◆ **Description of the task**
Only the lines below between the ones containing "filename crates/lti-auth/src/canonical.rs" and "the request travelled.", inclusive, are to be reproduced, each exactly as it stands.

(Collection entries)
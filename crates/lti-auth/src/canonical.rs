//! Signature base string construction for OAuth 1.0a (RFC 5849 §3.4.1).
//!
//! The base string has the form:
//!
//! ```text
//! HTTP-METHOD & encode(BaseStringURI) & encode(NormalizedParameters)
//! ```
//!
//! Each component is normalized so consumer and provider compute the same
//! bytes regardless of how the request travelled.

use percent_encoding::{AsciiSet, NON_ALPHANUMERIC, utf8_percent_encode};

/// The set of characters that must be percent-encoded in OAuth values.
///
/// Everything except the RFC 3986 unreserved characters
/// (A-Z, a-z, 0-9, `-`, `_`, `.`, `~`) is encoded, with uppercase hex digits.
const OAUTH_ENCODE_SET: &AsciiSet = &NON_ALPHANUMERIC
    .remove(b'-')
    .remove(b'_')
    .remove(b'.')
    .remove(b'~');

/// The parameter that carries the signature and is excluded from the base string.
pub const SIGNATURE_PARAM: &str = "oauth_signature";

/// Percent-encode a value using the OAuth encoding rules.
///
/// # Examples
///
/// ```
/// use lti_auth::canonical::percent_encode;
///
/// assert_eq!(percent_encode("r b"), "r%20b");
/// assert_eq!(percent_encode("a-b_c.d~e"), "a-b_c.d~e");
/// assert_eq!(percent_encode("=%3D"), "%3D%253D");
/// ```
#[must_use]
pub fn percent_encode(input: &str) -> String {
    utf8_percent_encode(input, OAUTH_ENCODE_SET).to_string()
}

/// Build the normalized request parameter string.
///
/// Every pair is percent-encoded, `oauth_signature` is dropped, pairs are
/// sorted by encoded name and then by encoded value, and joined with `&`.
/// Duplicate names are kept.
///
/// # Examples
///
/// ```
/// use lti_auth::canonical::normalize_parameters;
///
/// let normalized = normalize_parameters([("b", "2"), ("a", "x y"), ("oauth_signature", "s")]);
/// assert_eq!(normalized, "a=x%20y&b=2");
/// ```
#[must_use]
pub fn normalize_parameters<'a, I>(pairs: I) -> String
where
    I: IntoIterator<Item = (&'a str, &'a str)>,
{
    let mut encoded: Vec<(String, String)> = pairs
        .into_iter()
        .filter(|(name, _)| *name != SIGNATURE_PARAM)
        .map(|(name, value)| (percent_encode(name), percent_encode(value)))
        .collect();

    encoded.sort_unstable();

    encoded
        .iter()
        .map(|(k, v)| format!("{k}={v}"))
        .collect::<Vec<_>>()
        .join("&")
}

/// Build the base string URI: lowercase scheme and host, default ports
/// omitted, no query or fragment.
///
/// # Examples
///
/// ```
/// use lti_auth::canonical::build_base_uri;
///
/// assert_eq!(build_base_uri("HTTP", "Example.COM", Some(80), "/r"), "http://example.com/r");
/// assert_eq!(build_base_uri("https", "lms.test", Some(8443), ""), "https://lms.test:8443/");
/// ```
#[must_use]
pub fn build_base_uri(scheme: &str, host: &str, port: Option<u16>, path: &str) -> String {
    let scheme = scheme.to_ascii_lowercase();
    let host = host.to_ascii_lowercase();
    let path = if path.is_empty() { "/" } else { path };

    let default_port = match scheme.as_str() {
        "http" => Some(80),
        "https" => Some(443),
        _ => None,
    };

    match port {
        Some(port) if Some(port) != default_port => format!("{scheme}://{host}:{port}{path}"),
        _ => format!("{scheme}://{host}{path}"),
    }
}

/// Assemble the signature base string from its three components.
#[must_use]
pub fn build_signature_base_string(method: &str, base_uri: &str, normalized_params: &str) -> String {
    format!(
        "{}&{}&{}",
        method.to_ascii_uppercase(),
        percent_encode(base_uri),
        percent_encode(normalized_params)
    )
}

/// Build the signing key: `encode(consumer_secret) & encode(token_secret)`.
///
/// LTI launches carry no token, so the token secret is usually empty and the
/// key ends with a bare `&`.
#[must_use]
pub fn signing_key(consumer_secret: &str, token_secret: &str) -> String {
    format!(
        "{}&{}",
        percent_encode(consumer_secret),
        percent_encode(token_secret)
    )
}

* * *

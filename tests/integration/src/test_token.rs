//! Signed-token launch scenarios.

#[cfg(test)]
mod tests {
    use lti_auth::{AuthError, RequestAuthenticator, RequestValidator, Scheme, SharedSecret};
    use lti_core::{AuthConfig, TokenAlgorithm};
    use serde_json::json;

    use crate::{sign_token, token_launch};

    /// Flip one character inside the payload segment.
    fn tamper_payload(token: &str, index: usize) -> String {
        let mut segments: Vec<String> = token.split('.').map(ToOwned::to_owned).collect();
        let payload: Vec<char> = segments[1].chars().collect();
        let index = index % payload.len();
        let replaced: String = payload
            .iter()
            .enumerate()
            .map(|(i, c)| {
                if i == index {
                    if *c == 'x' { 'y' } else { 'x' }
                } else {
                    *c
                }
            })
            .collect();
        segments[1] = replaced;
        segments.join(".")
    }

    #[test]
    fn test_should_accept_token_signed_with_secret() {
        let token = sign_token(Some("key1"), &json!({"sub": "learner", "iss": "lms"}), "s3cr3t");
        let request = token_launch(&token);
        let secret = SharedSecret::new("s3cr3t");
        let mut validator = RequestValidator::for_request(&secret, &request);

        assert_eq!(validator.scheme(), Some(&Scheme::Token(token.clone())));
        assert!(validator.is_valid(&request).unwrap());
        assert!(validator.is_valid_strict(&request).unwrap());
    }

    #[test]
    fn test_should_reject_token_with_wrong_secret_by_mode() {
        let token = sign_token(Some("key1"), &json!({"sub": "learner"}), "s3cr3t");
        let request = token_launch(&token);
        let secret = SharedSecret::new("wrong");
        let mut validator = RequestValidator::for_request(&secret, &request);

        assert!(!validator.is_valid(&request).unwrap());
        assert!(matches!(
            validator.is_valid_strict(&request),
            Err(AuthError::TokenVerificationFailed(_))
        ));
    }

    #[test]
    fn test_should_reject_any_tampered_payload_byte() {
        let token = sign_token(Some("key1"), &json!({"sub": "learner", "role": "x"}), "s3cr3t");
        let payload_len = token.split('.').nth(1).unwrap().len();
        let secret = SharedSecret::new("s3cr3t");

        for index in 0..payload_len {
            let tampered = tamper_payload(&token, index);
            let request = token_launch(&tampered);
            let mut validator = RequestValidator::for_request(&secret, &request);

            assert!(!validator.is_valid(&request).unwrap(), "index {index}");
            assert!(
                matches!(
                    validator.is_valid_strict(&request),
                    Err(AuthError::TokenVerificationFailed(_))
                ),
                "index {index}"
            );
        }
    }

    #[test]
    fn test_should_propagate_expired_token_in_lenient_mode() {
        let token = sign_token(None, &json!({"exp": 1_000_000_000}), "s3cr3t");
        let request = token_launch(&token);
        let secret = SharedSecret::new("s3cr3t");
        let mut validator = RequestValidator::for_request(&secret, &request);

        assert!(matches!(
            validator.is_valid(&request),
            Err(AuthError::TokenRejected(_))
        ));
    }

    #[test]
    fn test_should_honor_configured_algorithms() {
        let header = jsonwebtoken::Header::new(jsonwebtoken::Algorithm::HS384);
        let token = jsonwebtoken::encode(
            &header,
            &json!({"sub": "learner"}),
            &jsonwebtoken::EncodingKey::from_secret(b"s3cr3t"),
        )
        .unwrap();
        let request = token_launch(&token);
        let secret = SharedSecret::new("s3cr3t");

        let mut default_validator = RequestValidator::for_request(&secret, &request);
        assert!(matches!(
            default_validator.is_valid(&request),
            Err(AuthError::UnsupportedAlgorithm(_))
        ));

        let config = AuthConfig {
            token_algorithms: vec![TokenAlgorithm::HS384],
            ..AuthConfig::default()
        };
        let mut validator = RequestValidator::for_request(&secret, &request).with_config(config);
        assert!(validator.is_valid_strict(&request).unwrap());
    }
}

◆ **Task output**
filename crates/lti-auth/src/canonical.rs
//! Signature base string construction for OAuth 1.0a (RFC 5849 §3.4.1).
//!
//! The base string has the form:
//!
//! ```text
//! HTTP-METHOD & encode(BaseStringURI) & encode(NormalizedParameters)
//! ```
//!
//! Each component is normalized so consumer and provider compute the same
//! bytes regardless of how the request travelled.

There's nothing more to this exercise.